-- What the task asks --
Return only those lines of the listing that hold the word "file".

■ ■ ■ ■ ■ ■ ■

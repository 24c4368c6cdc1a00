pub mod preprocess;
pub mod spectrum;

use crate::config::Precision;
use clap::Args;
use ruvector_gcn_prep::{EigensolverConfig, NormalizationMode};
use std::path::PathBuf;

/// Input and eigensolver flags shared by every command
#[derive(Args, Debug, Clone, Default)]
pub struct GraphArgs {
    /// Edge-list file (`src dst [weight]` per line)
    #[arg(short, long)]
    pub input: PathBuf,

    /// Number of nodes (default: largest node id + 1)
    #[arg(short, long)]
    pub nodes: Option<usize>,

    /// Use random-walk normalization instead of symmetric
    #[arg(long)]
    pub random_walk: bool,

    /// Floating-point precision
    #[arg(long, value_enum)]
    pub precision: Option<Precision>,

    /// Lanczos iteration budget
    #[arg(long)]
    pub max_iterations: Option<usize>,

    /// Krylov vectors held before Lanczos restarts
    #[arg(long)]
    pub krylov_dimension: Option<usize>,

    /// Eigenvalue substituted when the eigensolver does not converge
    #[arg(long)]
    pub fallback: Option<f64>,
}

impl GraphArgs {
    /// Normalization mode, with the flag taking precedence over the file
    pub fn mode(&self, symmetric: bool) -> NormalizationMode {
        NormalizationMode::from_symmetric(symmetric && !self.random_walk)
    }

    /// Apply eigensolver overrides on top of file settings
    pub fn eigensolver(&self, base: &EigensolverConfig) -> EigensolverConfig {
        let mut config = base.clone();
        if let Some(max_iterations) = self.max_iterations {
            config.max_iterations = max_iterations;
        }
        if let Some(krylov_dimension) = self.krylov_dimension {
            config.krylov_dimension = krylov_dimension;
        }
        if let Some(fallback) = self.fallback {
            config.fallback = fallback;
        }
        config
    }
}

■ ■ ■ ■ ■ ■ ■

-- Result of the task --
    /// Edge-list file (`src dst [weight]` per line)
    /// Normalization mode, with the flag taking precedence over the file
    /// Apply eigensolver overrides on top of file settings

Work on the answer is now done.